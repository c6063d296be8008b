/*
 * Blocklaunch - A Minecraft Launcher
 * Copyright (C) 2025 Josh Kropf <josh@slashdev.ca>
 *
 * This program is free software: you can redistribute it and/or modify
 * it under the terms of the GNU General Public License as published by
 * the Free Software Foundation, either version 3 of the License, or
 * (at your option) any later version.
 *
 * This program is distributed in the hope that it will be useful,
 * but WITHOUT ANY WARRANTY; without even the implied warranty of
 * MERCHANTABILITY or FITNESS FOR A PARTICULAR PURPOSE.  See the
 * GNU General Public License for more details.
 *
 * You should have received a copy of the GNU General Public License
 * along with this program.  If not, see <https://www.gnu.org/licenses/>.
 */

use serde::{Deserialize, Serialize};
use std::collections::HashMap;

/// Version descriptor as published by the version manifest
#[derive(Deserialize, Debug)]
#[serde(try_from = "GameManifestRaw")]
pub struct GameManifest {
    pub arguments: GameArguments,
    pub asset_index: GameAssetIndex,
    pub assets: Option<String>,
    pub downloads: HashMap<String, AssetDownload>,
    pub id: String,
    pub libraries: Vec<Library>,
    pub main_class: String,
    pub release_type: Option<String>
}

/// Exactly one argument schema is authoritative for a descriptor.
///
/// A modern descriptor that also ships `minecraftArguments` keeps the string
/// as `legacy`, it is only consulted when the modern list is too short.
#[derive(Clone, Debug)]
pub enum GameArguments {
    Modern { game: Vec<ArgEntry>, jvm: Vec<ArgEntry>, legacy: Option<String> },
    Legacy(String)
}

impl GameArguments {
    /// Game argument tokens, legacy strings are split on spaces
    pub fn game(&self) -> Vec<ArgEntry> {
        match self {
            GameArguments::Modern { game, .. } => game.clone(),
            GameArguments::Legacy(args) => split_legacy_args(args)
        }
    }

    pub fn jvm(&self) -> &[ArgEntry] {
        match self {
            GameArguments::Modern { jvm, .. } => jvm,
            GameArguments::Legacy(_) => &[]
        }
    }

    /// Legacy tokens kept next to a modern list, empty for legacy descriptors
    pub fn legacy_fallback(&self) -> Vec<ArgEntry> {
        match self {
            GameArguments::Modern { legacy: Some(args), .. } => split_legacy_args(args),
            _ => Vec::new()
        }
    }
}

pub fn split_legacy_args(args: &str) -> Vec<ArgEntry> {
    args.split(' ')
        .filter(|a| !a.is_empty())
        .map(|a| ArgEntry::Plain(a.to_string()))
        .collect()
}

impl GameManifest {
    /// Assets tag `legacy` and `pre-1.6` use the flat resources layout
    pub fn is_legacy_assets(&self) -> bool {
        matches!(self.assets.as_deref(), Some("legacy") | Some("pre-1.6"))
    }

    pub fn client_download(&self) -> Option<&AssetDownload> {
        self.downloads.get("client")
    }

    pub fn minor_version(&self) -> Option<u32> {
        version_part(&self.id, 1)
    }

    pub fn patch_version(&self) -> Option<u32> {
        version_part(&self.id, 2)
    }
}

/// Numeric part of a dotted release id, `1.14.4` has minor 14 and patch 4
pub fn version_part(id: &str, index: usize) -> Option<u32> {
    id.split('.').nth(index).and_then(|p| p.parse().ok())
}

#[derive(Deserialize)]
struct GameManifestRaw {
    arguments: Option<GameArgsIndex>,
    #[serde(rename(deserialize = "assetIndex"))]
    asset_index: GameAssetIndex,
    assets: Option<String>,
    #[serde(default)]
    downloads: HashMap<String, AssetDownload>,
    id: String,
    #[serde(default)]
    libraries: Vec<Library>,
    #[serde(rename(deserialize = "mainClass"))]
    main_class: String,
    #[serde(rename(deserialize = "minecraftArguments"))]
    minecraft_arguments: Option<String>,
    #[serde(rename(deserialize = "type"))]
    release_type: Option<String>
}

#[derive(Deserialize)]
struct GameArgsIndex {
    #[serde(default)]
    game: Vec<ArgEntry>,
    #[serde(default)]
    jvm: Vec<ArgEntry>
}

impl TryFrom<GameManifestRaw> for GameManifest {
    type Error = String;

    fn try_from(raw: GameManifestRaw) -> Result<Self, Self::Error> {
        let arguments = match (raw.arguments, raw.minecraft_arguments) {
            (Some(args), legacy) => GameArguments::Modern { game: args.game, jvm: args.jvm, legacy },
            (None, Some(args)) => GameArguments::Legacy(args),
            (None, None) => {
                return Err(format!("version {} has neither arguments nor minecraftArguments", raw.id));
            }
        };

        Ok(GameManifest {
            arguments,
            asset_index: raw.asset_index,
            assets: raw.assets,
            downloads: raw.downloads,
            id: raw.id,
            libraries: raw.libraries,
            main_class: raw.main_class,
            release_type: raw.release_type
        })
    }
}

/// One element of an `arguments.game` or `arguments.jvm` array
#[derive(Deserialize, Serialize, Clone, Debug, PartialEq)]
#[serde(untagged)]
pub enum ArgEntry {
    Plain(String),
    Number(serde_json::Number),
    Conditional {
        #[serde(default)]
        rules: Vec<Rule>,
        value: ArgValue
    },
    Malformed(serde_json::Value)
}

#[derive(Deserialize, Serialize, Clone, Debug, PartialEq)]
#[serde(untagged)]
pub enum ArgValue {
    Single(String),
    Many(Vec<String>)
}

impl ArgValue {
    pub fn values(&self) -> Vec<String> {
        match self {
            ArgValue::Single(v) => vec![v.clone()],
            ArgValue::Many(v) => v.to_vec()
        }
    }
}

#[derive(Deserialize, Serialize, Clone, Copy, Debug, PartialEq, Eq)]
#[serde(rename_all = "lowercase")]
pub enum RuleAction {
    Allow,
    Disallow
}

#[derive(Deserialize, Serialize, Clone, Debug, PartialEq)]
pub struct Rule {
    pub action: RuleAction,
    #[serde(skip_serializing_if = "Option::is_none")]
    pub features: Option<HashMap<String, bool>>,
    #[serde(skip_serializing_if = "Option::is_none")]
    pub os: Option<OsProperties>
}

#[derive(Deserialize, Serialize, Clone, Debug, Default, PartialEq)]
pub struct OsProperties {
    #[serde(skip_serializing_if = "Option::is_none")]
    pub name: Option<String>,
    #[serde(skip_serializing_if = "Option::is_none")]
    pub version: Option<String>,
    #[serde(skip_serializing_if = "Option::is_none")]
    pub arch: Option<String>
}

#[derive(Deserialize, Debug)]
pub struct GameAssetIndex {
    pub id: String,
    pub url: String,
    pub sha1: Option<String>,
    pub size: Option<u64>,
    #[serde(rename(deserialize = "totalSize"))]
    pub total_size: Option<u64>
}

#[derive(Deserialize, Serialize, Clone, Debug)]
pub struct AssetDownload {
    pub sha1: Option<String>,
    pub size: Option<u64>,
    pub url: String
}

#[derive(Deserialize, Serialize, Clone, Debug, Default)]
pub struct Library {
    pub name: String,
    #[serde(skip_serializing_if = "Option::is_none")]
    pub downloads: Option<LibraryDownloads>,
    #[serde(skip_serializing_if = "Option::is_none")]
    pub extract: Option<LibraryExtract>,
    #[serde(skip_serializing_if = "Option::is_none")]
    pub natives: Option<HashMap<String, String>>,
    #[serde(skip_serializing_if = "Option::is_none")]
    pub rules: Option<Vec<Rule>>,
    /// Maven repository base, used by entries without `downloads`
    #[serde(skip_serializing_if = "Option::is_none")]
    pub url: Option<String>,
    #[serde(skip_serializing_if = "Option::is_none")]
    pub clientreq: Option<bool>,
    #[serde(skip_serializing_if = "Option::is_none")]
    pub serverreq: Option<bool>
}

impl Library {
    pub fn artifact(&self) -> Option<&LibraryArtifact> {
        self.downloads.as_ref().and_then(|d| d.artifact.as_ref())
    }

    pub fn classifiers(&self) -> Option<&HashMap<String, LibraryArtifact>> {
        self.downloads.as_ref().and_then(|d| d.classifiers.as_ref())
    }

    /// Artifact id, the second segment of `group:artifact:version`
    pub fn artifact_id(&self) -> Option<&str> {
        self.name.split(':').nth(1)
    }
}

#[derive(Deserialize, Serialize, Clone, Debug, Default)]
pub struct LibraryDownloads {
    #[serde(skip_serializing_if = "Option::is_none")]
    pub artifact: Option<LibraryArtifact>,
    #[serde(skip_serializing_if = "Option::is_none")]
    pub classifiers: Option<HashMap<String, LibraryArtifact>>
}

#[derive(Deserialize, Serialize, Clone, Debug, Default)]
pub struct LibraryArtifact {
    #[serde(skip_serializing_if = "Option::is_none")]
    pub path: Option<String>,
    #[serde(skip_serializing_if = "Option::is_none")]
    pub sha1: Option<String>,
    #[serde(skip_serializing_if = "Option::is_none")]
    pub size: Option<u64>,
    // forge installers publish artifacts with an empty url for generated jars
    #[serde(default)]
    pub url: String
}

#[derive(Deserialize, Serialize, Clone, Debug, Default)]
pub struct LibraryExtract {
    #[serde(default)]
    pub exclude: Vec<String>
}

◇ ◇ ◇

TASK TO COMPLETE
Copy each line from the entries above that has the word "OsProperties" in it.

TASK RESPONSE
    pub os: Option<OsProperties>
pub struct OsProperties {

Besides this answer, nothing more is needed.